Right to life under Constitution may be interpreted to include right to food, says SC

New Delhi: Taking note of basic global concept on food security, the Supreme Court Tuesday said in that the absence of explicit provision for it, the fundamental right to life under Article 21 of the Constitution may be interpreted to include the right to live with human dignity, having right to food and other basic necessities.

The Right to Life as guaranteed by Article 21…gives the right to every human being to live a life of dignity with access to at-least bare necessities of life. To provide food security to impoverished persons is the bounden duty of all States and Governments, the top court observed while issuing a slew of directions on a plea of three activists.

The activists — Anjali Bharadwaj, Harsh Mander and Jagdeep Chhokar — had sought implementation of welfare measures for migrant workers who faced distress again due to curfews and lockdowns in various parts of the country during the second wave of COVID-19.

There has been worldwide awareness regarding the right to food for human beings. Our country is no exception. Lately, all Governments have been taking steps and taking measures to ensure that no human being should be affected by hunger and no one dies out of hunger. The basic concept of food security globally is to ensure that all people, at all times, should get access to the basic food for their active and healthy life.
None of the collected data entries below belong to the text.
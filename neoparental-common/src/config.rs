//! Bootstrap configuration for NeoParental services
//!
//! Configuration is read once at startup and never reloaded.
//!
//! # Config File Resolution
//!
//! 1. Command-line argument (highest priority)
//! 2. Environment variable (`NEOPARENTAL_CONFIG`)
//! 3. User config (`~/.config/neoparental/config.toml`)
//! 4. System config (`/etc/neoparental/config.toml`, Linux only)
//!
//! An explicitly requested file (1 or 2) must exist. When no file is
//! discovered through 3 or 4 the service starts on built-in defaults.

use crate::{Error, Result};
use serde::{Deserialize, Serialize};
use std::path::{Path, PathBuf};
use tracing::{info, warn};

/// Environment variable naming an explicit config file
pub const CONFIG_ENV_VAR: &str = "NEOPARENTAL_CONFIG";

/// Upload size cap applied before any decoding (10 MiB)
pub const DEFAULT_MAX_UPLOAD_BYTES: usize = 10 * 1024 * 1024;

/// Complete service configuration
#[derive(Debug, Clone, Default, PartialEq, Serialize, Deserialize)]
#[serde(default)]
pub struct ServiceConfig {
    /// HTTP listener settings
    pub server: ServerConfig,

    /// Model artifact and feature layout
    pub model: ModelConfig,

    /// Audio intake limits
    pub audio: AudioConfig,

    /// Logging configuration
    pub logging: LoggingConfig,
}

/// HTTP listener settings
#[derive(Debug, Clone, PartialEq, Serialize, Deserialize)]
#[serde(default)]
pub struct ServerConfig {
    /// Bind address
    pub host: String,

    /// HTTP server port
    ///
    /// Default: 8000
    pub port: u16,
}

impl Default for ServerConfig {
    fn default() -> Self {
        Self {
            host: "0.0.0.0".to_string(),
            port: 8000,
        }
    }
}

/// Model artifact settings
#[derive(Debug, Clone, PartialEq, Serialize, Deserialize)]
#[serde(default)]
pub struct ModelConfig {
    /// Path to the exported model artifact (JSON)
    pub path: PathBuf,

    /// Feature vector layout the model was trained on
    ///
    /// One of `standard`, `with_mfcc_std`, `compact`.
    pub feature_layout: String,
}

impl Default for ModelConfig {
    fn default() -> Self {
        Self {
            path: PathBuf::from("Model/saved_model/best_model.json"),
            feature_layout: "standard".to_string(),
        }
    }
}

/// Audio intake settings
#[derive(Debug, Clone, PartialEq, Serialize, Deserialize)]
#[serde(default)]
pub struct AudioConfig {
    /// Truncate decoded audio to this many seconds (None = whole clip)
    pub max_duration_secs: Option<f64>,

    /// Reject uploads larger than this many bytes
    pub max_upload_bytes: usize,
}

impl Default for AudioConfig {
    fn default() -> Self {
        Self {
            max_duration_secs: None,
            max_upload_bytes: DEFAULT_MAX_UPLOAD_BYTES,
        }
    }
}

/// Logging configuration
#[derive(Debug, Clone, PartialEq, Serialize, Deserialize)]
#[serde(default)]
pub struct LoggingConfig {
    /// Log level (trace, debug, info, warn, error)
    ///
    /// `RUST_LOG` takes precedence when set.
    pub level: String,
}

impl Default for LoggingConfig {
    fn default() -> Self {
        Self {
            level: "info".to_string(),
        }
    }
}

impl ServiceConfig {
    /// Parse and validate configuration from TOML text
    pub fn from_toml_str(content: &str) -> Result<Self> {
        let config: ServiceConfig = toml::from_str(content)
            .map_err(|e| Error::Config(format!("Failed to parse TOML: {}", e)))?;
        config.validate()?;
        Ok(config)
    }

    /// Read, parse and validate a TOML config file
    pub fn from_file(path: &Path) -> Result<Self> {
        let content = std::fs::read_to_string(path).map_err(|e| {
            Error::Config(format!("Failed to read config file {}: {}", path.display(), e))
        })?;
        let config = Self::from_toml_str(&content)?;
        info!("Loaded configuration from {}", path.display());
        Ok(config)
    }

    /// Resolve the config file and load it, falling back to defaults
    ///
    /// # Errors
    /// * Explicitly requested file (CLI or env) is missing or unreadable
    /// * File content fails to parse or validate
    pub fn load(cli_path: Option<&Path>) -> Result<Self> {
        if let Some(path) = explicit_config_path(cli_path) {
            return Self::from_file(&path);
        }

        match discover_config_file() {
            Some(path) => Self::from_file(&path),
            None => {
                warn!("No config file found, using built-in defaults");
                Ok(Self::default())
            }
        }
    }

    /// Check value ranges that serde cannot express
    pub fn validate(&self) -> Result<()> {
        if self.server.host.trim().is_empty() {
            return Err(Error::Config("server.host must not be empty".to_string()));
        }

        if let Some(secs) = self.audio.max_duration_secs {
            if !secs.is_finite() || secs <= 0.0 {
                return Err(Error::Config(format!(
                    "audio.max_duration_secs must be a positive number, got {}",
                    secs
                )));
            }
        }

        if self.audio.max_upload_bytes == 0 {
            return Err(Error::Config(
                "audio.max_upload_bytes must be greater than zero".to_string(),
            ));
        }

        if self.model.path.as_os_str().is_empty() {
            return Err(Error::Config("model.path must not be empty".to_string()));
        }

        Ok(())
    }
}

/// Config path requested on the command line or through the environment
pub fn explicit_config_path(cli_path: Option<&Path>) -> Option<PathBuf> {
    // Priority 1: Command-line argument
    if let Some(path) = cli_path {
        return Some(path.to_path_buf());
    }

    // Priority 2: Environment variable
    std::env::var(CONFIG_ENV_VAR)
        .ok()
        .filter(|value| !value.trim().is_empty())
        .map(PathBuf::from)
}

/// Search the platform config locations for an existing file
fn discover_config_file() -> Option<PathBuf> {
    let user_config = dirs::config_dir().map(|d| d.join("neoparental").join("config.toml"));
    if let Some(path) = user_config {
        if path.exists() {
            return Some(path);
        }
    }

    if cfg!(target_os = "linux") {
        let system_config = PathBuf::from("/etc/neoparental/config.toml");
        if system_config.exists() {
            return Some(system_config);
        }
    }

    None
}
“The Constitution of India does not have any explicit provision regarding the right to food. The fundamental right to life enshrined in Article 21 of the Constitution may be interpreted to include the right to live with human dignity, which may include the right to food and other basic necessities, held a bench of justices Ashok Bhushan and M R Shah.
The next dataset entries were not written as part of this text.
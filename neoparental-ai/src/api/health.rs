//! Health check endpoints
//!
//! Reports whether a model was loaded at startup and the loader metadata.
//! A service without a model still answers here with `model_loaded: false`.

use axum::{extract::State, routing::get, Json, Router};
use chrono::Utc;
use serde::Serialize;

use crate::model::{ModelKind, ModelMetadata};
use crate::AppState;

/// Health check response
#[derive(Debug, Serialize)]
pub struct HealthResponse {
    /// Always "online" while the process answers
    pub status: String,
    pub model_loaded: bool,
    /// "classifier" or "regressor", null without a model
    pub model_type: Option<ModelKind>,
    pub model_metadata: ModelMetadata,
    pub timestamp: String,
}

/// GET / and GET /health
pub async fn health_check(State(state): State<AppState>) -> Json<HealthResponse> {
    let context = state.service.context();

    Json(HealthResponse {
        status: "online".to_string(),
        model_loaded: context.is_loaded(),
        model_type: context.model_type(),
        model_metadata: context.metadata().clone(),
        timestamp: Utc::now().to_rfc3339(),
    })
}

/// Build health check routes
pub fn health_routes() -> Router<AppState> {
    Router::new()
        .route("/", get(health_check))
        .route("/health", get(health_check))
}
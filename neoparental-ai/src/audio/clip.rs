//! Uploaded audio clip and pre-decode validation

use std::path::Path;

use crate::error::PredictError;

/// Accepted filename extensions (compared case-insensitively)
pub const ALLOWED_EXTENSIONS: [&str; 6] = ["wav", "mp3", "m4a", "flac", "ogg", "aac"];

/// Raw encoded audio plus the filename the client declared
///
/// Owned by a single request. Decoding consumes the clip, so the bytes are
/// released as soon as the waveform exists.
#[derive(Debug, Clone)]
pub struct AudioClip {
    bytes: Vec<u8>,
    filename: String,
}

impl AudioClip {
    pub fn new(bytes: Vec<u8>, filename: impl Into<String>) -> Self {
        Self {
            bytes,
            filename: filename.into(),
        }
    }

    pub fn filename(&self) -> &str {
        &self.filename
    }

    /// Size of the encoded payload in bytes
    pub fn len(&self) -> usize {
        self.bytes.len()
    }

    pub fn is_empty(&self) -> bool {
        self.bytes.is_empty()
    }

    /// Lowercased extension of the declared filename
    pub fn extension(&self) -> Option<String> {
        Path::new(&self.filename)
            .extension()
            .and_then(|e| e.to_str())
            .map(|e| e.to_ascii_lowercase())
    }

    /// Check extension and size before any decoding happens
    ///
    /// Extension is checked first, so an oversized `.txt` upload reports
    /// `InvalidFormat`.
    pub fn validate(&self, max_bytes: usize) -> Result<(), PredictError> {
        let allowed = self
            .extension()
            .map(|ext| ALLOWED_EXTENSIONS.contains(&ext.as_str()))
            .unwrap_or(false);

        if !allowed {
            return Err(PredictError::InvalidFormat {
                filename: self.filename.clone(),
            });
        }

        if self.bytes.len() > max_bytes {
            return Err(PredictError::FileTooLarge {
                size: self.bytes.len(),
                limit: max_bytes,
            });
        }

        Ok(())
    }

    pub(crate) fn into_bytes(self) -> Vec<u8> {
        self.bytes
    }
}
The top court, in its 80-page judgement, referred to the National Statistics Office (NSO) data of 2017-2018 and said there are around 38 crore workers engaged in the unorganized sectors and to provide food security to them is the duty of the government.

Thus, the number of persons in the unorganized sector is more than 1/4th population of the entire country. These unorganized workers did not have any permanent source of employment and have engaged themselves in small time vocations and occupations at various places away from their native places. Contributions of these labourers towards different projects, industries, make considerable additions in the economic development of the country, it said.
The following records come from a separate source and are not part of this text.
//! Constant-Q chroma and tonal centroid (tonnetz) features
//!
//! The constant-Q transform uses one Hann-windowed complex exponential per
//! bin, with window length inversely proportional to frequency. Only the top
//! octave's kernels are built, as sparse spectra of one short FFT; each lower
//! octave reuses them after the signal is resampled to half the rate and the
//! hop halved. Bins are folded into 12 pitch classes and projected onto three
//! circles: fifths, minor thirds, major thirds.

use ndarray::Array2;
use rustfft::{num_complex::Complex, FftPlanner};
use std::f64::consts::PI;

use super::spectrum::{frame_count, hann, normalize_columns, Norm};
use crate::audio::decoder::resample_mono;
use crate::error::ExtractionError;

/// Lowest constant-Q bin (C1)
const C1_HZ: f64 = 32.703_195_662_574_83;
pub(crate) const CQT_BINS_PER_OCTAVE: usize = 36;
const CQT_OCTAVES: usize = 7;
pub(crate) const CQT_HOP_LENGTH: usize = 512;

/// Share of each kernel spectrum's L1 mass dropped when sparsifying
const SPARSITY_QUANTILE: f64 = 0.01;

// Every halving must leave an integer hop
const _: () = assert!(CQT_HOP_LENGTH % (1 << (CQT_OCTAVES - 1)) == 0);

/// Number of tonnetz dimensions
pub(crate) const TONNETZ_DIMS: usize = 6;

/// Kernel length factor: a bin at `f` Hz spans `Q * sr / f` samples
///
/// Derived from the bandwidth of adjacent bins, `alpha = (r^2 - 1) / (r^2 + 1)`
/// with `r = 2^(1 / bins_per_octave)`.
fn filter_q() -> f64 {
    let r2 = 2f64.powf(2.0 / CQT_BINS_PER_OCTAVE as f64);
    (r2 + 1.0) / (r2 - 1.0)
}

/// Top-octave kernels in the frequency domain
struct OctaveKernels {
    n_fft: usize,
    /// Kernel length per bin, in samples at the full rate
    lengths: Vec<f64>,
    /// Sparse conjugate spectra scaled by `1 / (n_fft * window_sum)`
    spectra: Vec<Vec<(usize, Complex<f64>)>>,
}

impl OctaveKernels {
    fn new(sample_rate: u32, tuning: f64) -> Self {
        let bpo = CQT_BINS_PER_OCTAVE as f64;
        let sr = sample_rate as f64;
        let q = filter_q();
        let fmin = C1_HZ * 2f64.powf(tuning / bpo);
        let first = (CQT_OCTAVES - 1) * CQT_BINS_PER_OCTAVE;

        // (freq, length, start, end) per bin; the kernel covers [start, end)
        let extents: Vec<(f64, f64, i64, i64)> = (0..CQT_BINS_PER_OCTAVE)
            .map(|b| {
                let freq = fmin * 2f64.powf((first + b) as f64 / bpo);
                let length = q * sr / freq;
                let start = (-length / 2.0).floor() as i64;
                let end = (length / 2.0).floor() as i64;
                (freq, length, start, end)
            })
            .collect();

        let half = extents
            .iter()
            .map(|&(_, _, start, end)| (-start).max(end + 1))
            .max()
            .unwrap_or(1) as usize;
        let n_fft = (2 * half).next_power_of_two();

        let mut planner = FftPlanner::<f64>::new();
        let fft = planner.plan_fft_forward(n_fft);
        let mut scratch = vec![Complex::new(0.0, 0.0); fft.get_inplace_scratch_len()];

        let mut lengths = Vec::with_capacity(CQT_BINS_PER_OCTAVE);
        let mut spectra = Vec::with_capacity(CQT_BINS_PER_OCTAVE);

        for (freq, length, start, end) in extents {
            let window = hann((end - start) as usize);
            let window_sum: f64 = window.iter().sum();

            let mut buffer = vec![Complex::new(0.0, 0.0); n_fft];
            for (m, w) in window.iter().enumerate() {
                let offset = start + m as i64;
                let phase = 2.0 * PI * freq * offset as f64 / sr;
                buffer[(offset + n_fft as i64 / 2) as usize] = Complex::from_polar(*w, phase);
            }
            fft.process_with_scratch(&mut buffer, &mut scratch);

            let scale = 1.0 / (n_fft as f64 * window_sum);
            let spectrum: Vec<Complex<f64>> = buffer.iter().map(|g| g.conj() * scale).collect();

            lengths.push(length);
            spectra.push(sparsify(&spectrum, SPARSITY_QUANTILE));
        }

        Self {
            n_fft,
            lengths,
            spectra,
        }
    }
}

/// Drop the smallest entries holding `quantile` of the L1 mass
fn sparsify(spectrum: &[Complex<f64>], quantile: f64) -> Vec<(usize, Complex<f64>)> {
    let mut magnitudes: Vec<f64> = spectrum.iter().map(|c| c.norm()).collect();
    let total: f64 = magnitudes.iter().sum();
    if total <= 0.0 {
        return Vec::new();
    }

    magnitudes.sort_by(|a, b| a.total_cmp(b));
    let mut cumulative = 0.0;
    let mut threshold = 0.0;
    for m in magnitudes {
        cumulative += m;
        if cumulative / total >= quantile {
            threshold = m;
            break;
        }
    }

    spectrum
        .iter()
        .enumerate()
        .filter(|(_, c)| c.norm() >= threshold)
        .map(|(i, c)| (i, *c))
        .collect()
}

/// Constant-Q magnitude, shape `(252, n_frames)`
///
/// `tuning` shifts the whole bin grid by a fraction of a bin. Frame `t` is
/// centred on sample `t * 512` in every octave. A sinusoid of amplitude `a`
/// on a bin's centre frequency reads `a * sqrt(length) / 2` in that bin.
pub(crate) fn constant_q_magnitude(
    samples: &[f32],
    sample_rate: u32,
    tuning: f64,
) -> Result<Array2<f64>, ExtractionError> {
    let n_frames = frame_count(samples.len(), CQT_HOP_LENGTH);
    if n_frames == 0 {
        return Err(ExtractionError::NoFrames {
            samples: samples.len(),
        });
    }

    let kernels = OctaveKernels::new(sample_rate, tuning);
    let half = (kernels.n_fft / 2) as i64;

    let mut planner = FftPlanner::<f64>::new();
    let fft = planner.plan_fft_forward(kernels.n_fft);
    let mut scratch = vec![Complex::new(0.0, 0.0); fft.get_inplace_scratch_len()];
    let mut buffer = vec![Complex::new(0.0, 0.0); kernels.n_fft];

    let mut cqt = Array2::<f64>::zeros((CQT_BINS_PER_OCTAVE * CQT_OCTAVES, n_frames));

    let mut signal = samples.to_vec();
    let mut rate = sample_rate;
    let mut hop = CQT_HOP_LENGTH;

    for level in 0..CQT_OCTAVES {
        if level > 0 {
            signal = resample_mono(&signal, rate, rate / 2)?;
            rate /= 2;
            hop /= 2;
        }

        let octave = CQT_OCTAVES - 1 - level;
        let gains: Vec<f64> = kernels
            .lengths
            .iter()
            .map(|length| (length * (1u32 << level) as f64).sqrt())
            .collect();

        for t in 0..n_frames {
            let origin = (t * hop) as i64 - half;
            for (p, slot) in buffer.iter_mut().enumerate() {
                let i = origin + p as i64;
                let x = if i >= 0 && (i as usize) < signal.len() {
                    signal[i as usize] as f64
                } else {
                    0.0
                };
                *slot = Complex::new(x, 0.0);
            }
            fft.process_with_scratch(&mut buffer, &mut scratch);

            for (b, spectrum) in kernels.spectra.iter().enumerate() {
                let response = spectrum
                    .iter()
                    .fold(Complex::new(0.0, 0.0), |acc, &(i, g)| acc + buffer[i] * g);
                cqt[[octave * CQT_BINS_PER_OCTAVE + b, t]] = gains[b] * response.norm();
            }
        }
    }

    Ok(cqt)
}

/// Fold constant-Q bins into 12 pitch classes, each frame scaled to peak 1
///
/// Each pitch class collects the three bins centred on it.
pub(crate) fn chroma_from_cqt(cqt: &Array2<f64>) -> Array2<f64> {
    let merge = CQT_BINS_PER_OCTAVE / 12;
    let mut chroma = Array2::<f64>::zeros((12, cqt.ncols()));

    for (k, row) in cqt.rows().into_iter().enumerate() {
        let within_octave = k % CQT_BINS_PER_OCTAVE;
        let class = ((within_octave + merge / 2) / merge) % 12;
        let mut target = chroma.row_mut(class);
        target += &row;
    }

    normalize_columns(&mut chroma, Norm::Max);
    chroma
}

/// Projection from 12 pitch classes onto the tonal centroid space
fn tonnetz_basis() -> Array2<f64> {
    const SCALE: [f64; TONNETZ_DIMS] = [7.0 / 6.0, 7.0 / 6.0, 1.5, 1.5, 2.0 / 3.0, 2.0 / 3.0];
    const RADIUS: [f64; TONNETZ_DIMS] = [1.0, 1.0, 1.0, 1.0, 0.5, 0.5];

    Array2::from_shape_fn((TONNETZ_DIMS, 12), |(p, c)| {
        let mut v = SCALE[p] * c as f64;
        if p % 2 == 0 {
            v -= 0.5;
        }
        RADIUS[p] * (PI * v).cos()
    })
}

/// Tonal centroid features from a pitch-class chroma, shape `(6, n_frames)`
pub(crate) fn tonnetz(chroma: &Array2<f64>) -> Array2<f64> {
    let mut distribution = chroma.clone();
    normalize_columns(&mut distribution, Norm::L1);
    tonnetz_basis().dot(&distribution)
}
The Constitution enjoins that the control of resources of the community are for promoting welfare of people by securing social and economic justice to the weaker section, it said.

It acknowledged the fact that migrant workers had been exposed to financial and other hardships during the pandemic due to their limited access and claim to the welfare resources offered by states and union territories (UTs).

When migrant labourers form more than 1/4th population of the country, all Governments or authorities have to take special care regarding welfare of these migrant workers/labourers. The Parliament has enacted various legislations to safeguard the interest and welfare of the migrant labourers, which we shall notice hereinafter, it said.

Holding that states are duty-bound to provide food security to poor people, the bench said Parliament with an objective to provide such a security had enacted the National Food Security Act, 2013.

The Central Government may undertake exercise under Section 9 of the National Food Security Act, 2013 to re-determine the total number of persons to be covered under the Rural and Urban areas of the State, the top court said in the judgement.